Not everyone goes out partying or trick-or-treating. Here’s a list of some great scary movies to check out in the meantime!
In this in-depth list, you’ll find seven categories of horror movies you can check out. Not all of them are on Netflix, so if they sound appealing, you may have to do some digging for them.
Shaun of the Dead: Edgar Wright writes and directs this zombie flick starring Simon Pegg and Nick Frost. The film itself is a spoof of classic zombie movies like Night of the Living Dead yet contains enough originality, humour and action to put it above so many other zombie movies.
The Cabin in the Woods: What may look like an innocent horror movie is actually masked as a very unique and interesting horror movie. I can’t go in to many details without spoiling the film itself, so it’s best for you to check it out for yourself!
What We Do in the Shadows: Taika Waititi’s first major film dealing with vampires, werewolves and the troubles of flatmates serves as a hilarious film to check out with your friends. If you like it, you can also watch the FX series of the same name which finished its first season a few months ago and is currently filming its second season.
Beetlejuice: A classic Tim Burton movie starring Michael Keaton as ‘the ghost with the most!’ Featuring the iconic imagery and spooky atmospheres that Burton is known for, Beetlejuice has become a staple of Halloween movies for a number of years now, not to mention making the Banana Boat song and dance iconic.
Dead Alive: From the director of The Lord of the Rings comes this raunchy and hilarious zombie comedy movie.
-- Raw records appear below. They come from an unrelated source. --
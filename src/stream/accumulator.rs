//! Folds frame payloads into the assistant message being streamed.

use super::sse::DONE_SENTINEL;
use super::transcript::ChatMessage;
use serde_json::Value;

/// Result of applying one payload.
#[derive(Debug, Clone, PartialEq, Eq)]
pub enum Applied {
    /// Text was appended to the message.
    Delta(String),
    /// Noise: unparseable JSON or an object with neither `delta` nor `error`.
    Ignored,
    /// Termination sentinel; the message was not touched.
    Done,
    /// The producer reported an error; an annotation was appended.
    Failed(String),
}

impl Applied {
    pub fn should_continue(&self) -> bool {
        matches!(self, Self::Delta(_) | Self::Ignored)
    }
}

/// Apply `payload` to `sink`, the only message this function may mutate.
///
/// `error` takes precedence over `delta` when both are present. A `null`
/// value counts as absent, and a non-string `delta` is ignored.
pub fn apply(payload: &str, sink: &mut ChatMessage) -> Applied {
    if payload == DONE_SENTINEL {
        return Applied::Done;
    }

    let Ok(Value::Object(object)) = serde_json::from_str::<Value>(payload) else {
        tracing::debug!("skipping non-JSON stream payload");
        return Applied::Ignored;
    };

    match object.get("error") {
        None | Some(Value::Null) => {}
        Some(error) => {
            let reason = match error {
                Value::String(text) => text.clone(),
                other => other.to_string(),
            };
            sink.push_error_annotation(&reason);
            return Applied::Failed(reason);
        }
    }

    match object.get("delta") {
        Some(Value::String(delta)) => {
            sink.content.push_str(delta);
            Applied::Delta(delta.clone())
        }
        _ => Applied::Ignored,
    }
}

#[cfg(test)]
mod tests {
    use super::{Applied, apply};
    use crate::stream::transcript::ChatMessage;

    #[test]
    fn deltas_then_sentinel_build_content() {
        let mut message = ChatMessage::assistant("");
        assert_eq!(
            apply(r#"{"delta":"Hel"}"#, &mut message),
            Applied::Delta("Hel".into())
        );
        assert_eq!(
            apply(r#"{"delta":"lo"}"#, &mut message),
            Applied::Delta("lo".into())
        );
        let done = apply("[DONE]", &mut message);
        assert_eq!(done, Applied::Done);
        assert!(!done.should_continue());
        assert_eq!(message.content, "Hello");
    }

    #[test]
    fn malformed_payload_is_skipped() {
        let mut message = ChatMessage::assistant("a");
        let outcome = apply("not-json", &mut message);
        assert_eq!(outcome, Applied::Ignored);
        assert!(outcome.should_continue());
        assert_eq!(message.content, "a");
    }

    #[test]
    fn error_payload_is_recorded_and_terminal() {
        let mut message = ChatMessage::assistant("partial");
        let outcome = apply(r#"{"error":"rate_limited"}"#, &mut message);
        assert_eq!(outcome, Applied::Failed("rate_limited".into()));
        assert!(!outcome.should_continue());
        assert_eq!(message.content, "partial\n[error: rate_limited]");
    }

    #[test]
    fn structured_error_is_rendered_as_json() {
        let mut message = ChatMessage::assistant("");
        let outcome = apply(r#"{"error":{"code":429}}"#, &mut message);
        assert_eq!(outcome, Applied::Failed(r#"{"code":429}"#.into()));
        assert_eq!(message.content, r#"[error: {"code":429}]"#);
    }

    #[test]
    fn error_wins_over_delta() {
        let mut message = ChatMessage::assistant("");
        let outcome = apply(r#"{"delta":"x","error":"boom"}"#, &mut message);
        assert_eq!(outcome, Applied::Failed("boom".into()));
        assert_eq!(message.content, "[error: boom]");
    }

    #[test]
    fn null_error_is_treated_as_absent() {
        let mut message = ChatMessage::assistant("");
        let outcome = apply(r#"{"delta":"x","error":null}"#, &mut message);
        assert_eq!(outcome, Applied::Delta("x".into()));
    }

    #[test]
    fn other_shapes_are_ignored() {
        let mut message = ChatMessage::assistant("keep");
        for payload in [r#"{}"#, r#"{"delta":5}"#, "[1,2]", r#""text""#, "", " [DONE]"] {
            assert_eq!(apply(payload, &mut message), Applied::Ignored, "{payload}");
        }
        assert_eq!(message.content, "keep");
    }

    #[test]
    fn delta_is_appended_verbatim() {
        let mut message = ChatMessage::assistant("");
        apply(r#"{"delta":"  line\n\ttab "}"#, &mut message);
        assert_eq!(message.content, "  line\n\ttab ");
    }
}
Peter Jackson got his start in practical, low-budget horror films and Dead Alive (or Braindead, as its known in some regions) is a staple of not only comedy horror movies, but Jackson’s filmography as well.
SAW: James Wan’s thrilling and terrifying film took the world by storm (15 years ago today, to be exact) and rightly so. Loaded with brutal deaths and traps, the first film is one of eight films to check out with a reboot/remake on the way to reinvigorate the franchise.
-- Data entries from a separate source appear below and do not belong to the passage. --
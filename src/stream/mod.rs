//! Streamed assistant replies.
//!
//! Bytes from the transport go through [`sse::FrameDecoder`], each frame's
//! payloads through [`accumulator::apply`], and the result lands in the one
//! assistant message a [`turn::Turn`] owns inside the shared transcript.

pub mod accumulator;
pub mod client;
pub mod sink;
pub mod sse;
pub mod transcript;
pub mod turn;

pub use accumulator::{Applied, apply};
pub use client::{ChatStreamRequest, StreamClient, build_stream_client};
pub use sink::{CliTurnSink, NullTurnSink, TurnSink};
pub use sse::{
    DONE_FRAME, DONE_SENTINEL, FrameDecoder, StreamFrame, TailPolicy, decode_frames, encode_delta,
    encode_error,
};
pub use transcript::{ChatMessage, MessageSlot, Role, SharedTranscript, Transcript};
pub use turn::{Turn, TurnReport, TurnState};
#![warn(clippy::all, clippy::pedantic)]
#![allow(
    clippy::missing_errors_doc,
    clippy::missing_panics_doc,
    clippy::module_name_repetitions,
    clippy::must_use_candidate,
    clippy::new_without_default,
    clippy::return_self_not_must_use
)]

pub mod config;
pub mod error;
pub mod gateway;
pub mod security;
pub mod stream;

pub use config::Config;
pub use error::{Result, StudentioError};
Hostel: Eli Roth’s terrifying tail of American travellers ending up in a deadly scenario became infamous for a particular scene. If you’ve seen the movie, you know which one I’m referencing. No gore list is complete without Hostel, but you can go ahead and skip the two sequels.
The Human Centipede: The title of the movie does not leave much room for imagination as to what the movie itself is about. A stomach-turning movie about a science experiment, it’s been known to make a number of people sick just watching it.
The Texas Chainsaw Massacre (1974): What’s worse than being held against your will in a rundown farmhouse? Being held against your will in a rundown farmhouse with a monstrous, chainsaw-wielding brute roaming the area. The character of Leatherface is one of the most brutal and relentless killers in horror films.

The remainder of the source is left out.